Leslie's comments
(member since Jan 03, 2009)
Leslie's comments from the Joseph Campbell discussion group group.
(showing 1-20 of 162)
Hi Linda,
That was nice of you to be thinking about me! Thank you. I'm still seeing my therapist, I've had some setbacks and some progress. I still am going to get to the point of seeing him less and less, then not at all, and I know the conversation we had on here will help me, it's part of me now.
It's such a long process. Also, I finished the first draft of my memoir! I'm very excited about that.
It's so funny that you wrote, I keep thinking I should go on here and say hi to every one.
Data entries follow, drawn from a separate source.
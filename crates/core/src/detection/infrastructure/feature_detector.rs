use std::fmt;
use std::path::Path;
use std::sync::atomic::{AtomicU64, AtomicU8, Ordering};
use std::sync::{Arc, Mutex};
use std::time::Duration;

use thiserror::Error;

use crate::capture::domain::frame_receiver::FrameReceiver;
use crate::capture::infrastructure::frame_ring::FrameRing;
use crate::detection::domain::cascade::{
    Cascade, CascadeLoader, ConfigurationError, DetectionParams,
};
use crate::detection::domain::controller::{ControllerId, DetectionController};
use crate::detection::domain::detection_result::{
    DetectedFace, DetectionResult, DetectionSnapshot, SnapshotProvider,
};
use crate::detection::infrastructure::controller_registry::ControllerRegistry;
use crate::shared::backend::BackendError;
use crate::shared::cancellation::CancelToken;
use crate::shared::constants::DEFAULT_POLL_INTERVAL_MS;
use crate::shared::frame::Frame;
use crate::shared::log_sink::LogSink;
use crate::shared::region::FeatureKind;

/// Lifecycle of the detection loop. Transitions only move forward.
#[derive(Clone, Copy, Debug, PartialEq, Eq)]
#[repr(u8)]
pub enum DetectorState {
    Idle = 0,
    Running = 1,
    StopRequested = 2,
    Stopped = 3,
}

impl DetectorState {
    fn from_u8(value: u8) -> Self {
        match value {
            0 => Self::Idle,
            1 => Self::Running,
            2 => Self::StopRequested,
            _ => Self::Stopped,
        }
    }
}

impl fmt::Display for DetectorState {
    fn fmt(&self, f: &mut fmt::Formatter<'_>) -> fmt::Result {
        let name = match self {
            Self::Idle => "idle",
            Self::Running => "running",
            Self::StopRequested => "stop requested",
            Self::Stopped => "stopped",
        };
        f.write_str(name)
    }
}

#[derive(Error, Debug)]
pub enum DetectorError {
    #[error("detection loop cannot start: detector is {0}")]
    AlreadyStarted(DetectorState),
    #[error("{kind} cascade failed: {source}")]
    Cascade {
        kind: FeatureKind,
        #[source]
        source: BackendError,
    },
}

/// Cascaded feature detector with its own loop thread.
///
/// Frames are read from an inbox ring: by default a latest-only ring fed
/// through [`FrameReceiver`], or the capture ring of a frame source set with
/// [`with_inbox`](Self::with_inbox). Each cycle takes the newest frame, finds faces on the whole frame, then runs
/// every loaded sub-feature cascade on each face crop. The frame and its
/// result are published together, then controllers are notified.
pub struct FeatureDetector {
    face_cascade: Mutex<Box<dyn Cascade>>,
    sub_cascades: Mutex<Vec<(FeatureKind, Box<dyn Cascade>)>>,
    loader: Arc<dyn CascadeLoader>,
    params: DetectionParams,
    inbox: Arc<FrameRing>,
    latest: Mutex<Option<DetectionSnapshot>>,
    controllers: ControllerRegistry,
    state: AtomicU8,
    cancel: CancelToken,
    poll_interval: Duration,
    cycles: AtomicU64,
    log: Arc<dyn LogSink>,
}

impl FeatureDetector {
    /// Creates a detector with the face cascade loaded from `face_path`.
    pub fn new(
        loader: Arc<dyn CascadeLoader>,
        face_path: &Path,
        params: DetectionParams,
        log: Arc<dyn LogSink>,
    ) -> Result<Self, ConfigurationError> {
        validate_params(&params)?;
        let face_cascade = loader.load(FeatureKind::Face, face_path)?;
        Ok(Self {
            face_cascade: Mutex::new(face_cascade),
            sub_cascades: Mutex::new(Vec::new()),
            loader,
            params,
            inbox: Arc::new(FrameRing::latest_only()),
            latest: Mutex::new(None),
            controllers: ControllerRegistry::new(),
            state: AtomicU8::new(DetectorState::Idle as u8),
            cancel: CancelToken::new(),
            poll_interval: Duration::from_millis(DEFAULT_POLL_INTERVAL_MS),
            cycles: AtomicU64::new(0),
            log,
        })
    }

    /// Upper bound on how long the loop waits for a frame before re-checking
    /// its stop flag.
    pub fn with_poll_interval(mut self, poll_interval: Duration) -> Self {
        self.poll_interval = poll_interval;
        self
    }

    /// Reads frames from `inbox` instead of the private latest-only ring.
    pub fn with_inbox(mut self, inbox: Arc<FrameRing>) -> Self {
        self.inbox = inbox;
        self
    }

    /// Loads (or replaces) the cascade for `kind`.
    ///
    /// Loading [`FeatureKind::Face`] replaces the face cascade. May be called
    /// while the loop runs; the change applies from the next cycle.
    pub fn load_cascade(&self, kind: FeatureKind, path: &Path) -> Result<(), ConfigurationError> {
        let cascade = self.loader.load(kind, path)?;
        if kind == FeatureKind::Face {
            *self.face_cascade.lock().unwrap_or_else(|e| e.into_inner()) = cascade;
        } else {
            let mut subs = self.sub_cascades.lock().unwrap_or_else(|e| e.into_inner());
            match subs.iter_mut().find(|(k, _)| *k == kind) {
                Some(slot) => slot.1 = cascade,
                None => subs.push((kind, cascade)),
            }
        }
        self.log.log(&format!("Loaded {kind} cascade"));
        Ok(())
    }

    /// Feature kinds searched for on every cycle, face first.
    pub fn loaded_features(&self) -> Vec<FeatureKind> {
        let subs = self.sub_cascades.lock().unwrap_or_else(|e| e.into_inner());
        std::iter::once(FeatureKind::Face)
            .chain(subs.iter().map(|(kind, _)| *kind))
            .collect()
    }

    pub fn params(&self) -> &DetectionParams {
        &self.params
    }

    pub fn add_controller(&self, controller: Arc<dyn DetectionController>) -> ControllerId {
        self.controllers.add(controller)
    }

    /// Deregisters a controller. Once this returns the controller is not
    /// called again; from inside its own callback, the current call is the
    /// last.
    pub fn remove_controller(&self, id: ControllerId) -> bool {
        self.controllers.remove(id)
    }

    pub fn controller_count(&self) -> usize {
        self.controllers.len()
    }

    pub fn state(&self) -> DetectorState {
        DetectorState::from_u8(self.state.load(Ordering::Acquire))
    }

    /// Asks the loop to exit after the current cycle.
    pub fn request_thread_stop(&self) {
        let _ = self
            .state
            .fetch_update(Ordering::AcqRel, Ordering::Acquire, |current| {
                match DetectorState::from_u8(current) {
                    DetectorState::Idle | DetectorState::Running => {
                        Some(DetectorState::StopRequested as u8)
                    }
                    _ => None,
                }
            });
    }

    /// Stop request plus cancellation of any pending frame wait.
    pub fn interrupt(&self) {
        self.request_thread_stop();
        self.cancel.cancel();
    }

    /// Completed detection cycles.
    pub fn cycle_count(&self) -> u64 {
        self.cycles.load(Ordering::Relaxed)
    }

    /// Loop entry point; run it on a dedicated thread. Callable once.
    ///
    /// Returns `Ok` when stopped on request (a stop requested before start
    /// makes this return immediately). A cascade failure is logged, stops
    /// the loop and is returned.
    pub fn thread_start(&self) -> Result<(), DetectorError> {
        if let Err(current) = self.state.compare_exchange(
            DetectorState::Idle as u8,
            DetectorState::Running as u8,
            Ordering::AcqRel,
            Ordering::Acquire,
        ) {
            return match DetectorState::from_u8(current) {
                DetectorState::StopRequested => {
                    self.state
                        .store(DetectorState::Stopped as u8, Ordering::Release);
                    Ok(())
                }
                other => Err(DetectorError::AlreadyStarted(other)),
            };
        }
        log::debug!("Detection loop started");

        let outcome = self.run_loop();
        self.state
            .store(DetectorState::Stopped as u8, Ordering::Release);

        match &outcome {
            Ok(()) => log::debug!(
                "Detection loop stopped after {} cycle(s)",
                self.cycle_count()
            ),
            Err(e) => {
                log::error!("Detection loop failed: {e}");
                self.log.log(&format!("Detection stopped: {e}"));
            }
        }
        outcome
    }

    fn run_loop(&self) -> Result<(), DetectorError> {
        while self.keep_running() {
            let Some(frame) = self.inbox.wait_latest(self.poll_interval) else {
                continue;
            };
            if !self.keep_running() {
                break;
            }
            self.run_cycle(frame)?;
        }
        Ok(())
    }

    fn keep_running(&self) -> bool {
        !self.cancel.is_cancelled() && self.state() == DetectorState::Running
    }

    /// One detection cycle: detect, publish, notify.
    fn run_cycle(&self, frame: Arc<Frame>) -> Result<(), DetectorError> {
        let faces = self.detect_faces(&frame)?;
        let cycle = self.cycles.fetch_add(1, Ordering::Relaxed) + 1;
        let snapshot = DetectionSnapshot {
            frame,
            result: Arc::new(DetectionResult::new(cycle, faces)),
        };

        *self.latest.lock().unwrap_or_else(|e| e.into_inner()) = Some(snapshot.clone());
        self.controllers.notify(&snapshot);
        Ok(())
    }

    fn detect_faces(&self, frame: &Frame) -> Result<Vec<DetectedFace>, DetectorError> {
        let hits = {
            let mut cascade = self.face_cascade.lock().unwrap_or_else(|e| e.into_inner());
            cascade
                .detect(frame, &self.params)
                .map_err(|source| DetectorError::Cascade {
                    kind: FeatureKind::Face,
                    source,
                })?
        };

        let min_size = self.params.min_face_size as i32;
        let mut subs = self.sub_cascades.lock().unwrap_or_else(|e| e.into_inner());
        let mut faces = Vec::with_capacity(hits.len());

        for hit in hits {
            let Some(face) = hit
                .with_kind(FeatureKind::Face)
                .within(frame.width(), frame.height())
            else {
                continue;
            };
            if face.width < min_size || face.height < min_size {
                continue;
            }

            let mut features = Vec::new();
            if !subs.is_empty() {
                let crop = frame.crop(&face);
                for (kind, cascade) in subs.iter_mut() {
                    let found = cascade
                        .detect(&crop, &self.params)
                        .map_err(|source| DetectorError::Cascade { kind: *kind, source })?;
                    features.extend(
                        found
                            .into_iter()
                            .map(|r| r.with_kind(*kind).offset(face.x, face.y)),
                    );
                }
            }
            faces.push(DetectedFace::new(face, features));
        }
        Ok(faces)
    }
}

impl FrameReceiver for FeatureDetector {
    fn receive_frame(&self, frame: Arc<Frame>) {
        self.inbox.push(frame);
    }
}

impl SnapshotProvider for FeatureDetector {
    fn capture_frame_and_faces(&self) -> Option<DetectionSnapshot> {
        self.latest
            .lock()
            .unwrap_or_else(|e| e.into_inner())
            .clone()
    }
}

fn validate_params(params: &DetectionParams) -> Result<(), ConfigurationError> {
    if !(0.0..=1.0).contains(&params.confidence) {
        return Err(ConfigurationError::Invalid(format!(
            "detection confidence must be within [0, 1], got {}",
            params.confidence
        )));
    }
    if params.scale_step.is_nan() || params.scale_step <= 1.0 {
        return Err(ConfigurationError::Invalid(format!(
            "scale step must be greater than 1, got {}",
            params.scale_step
        )));
    }
    Ok(())
}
Hi Linda and Allen and Daveh and Sherrie and Doug and everyone else--how are you guys all doing?
I'm sorry Daveh, that is so sad. I'll be thinking about you and your family. I wish I knew something to say something that would make this easier to go through, just know I'm thinking about you.
Leslie
That's interesting. I do believe it, too, that everything is interconnected. The dance--wonder what steps we'll learn while we're here--and then afterwards. It makes life exciting and amazing and mysterious. As much as I'd like to solve every mystery there is, I don't want to--even if it was possible. Mystery is essential.
What's QP? I know a little about fractals, really just the art they make from them. I'd love to get you started--and hear more. :)
I will, that sounds good--maybe I'll try it tonight--thank you, Sherrie
It's interesting how powerful brain chemistry is, I don't think of it as chemicals, I think of it as feelings, but the chemicals somehow create the feelings--or the chemicals are created by the feelings, have they discovered which? It's all so amazing.
I like that so much--it's only fear and I know how to deal with that one! I'm gonna try that next time I get scared. I also like what you said about having an emotion or an an emotion having me. My physical reaction is so intense, that it does feel like something has me--around the neck! Like it's possessing me. I'm working to get better control of all that, but I usually react in ways that are extreme--physically, emotionally. I do want to have emotions, not the other way around.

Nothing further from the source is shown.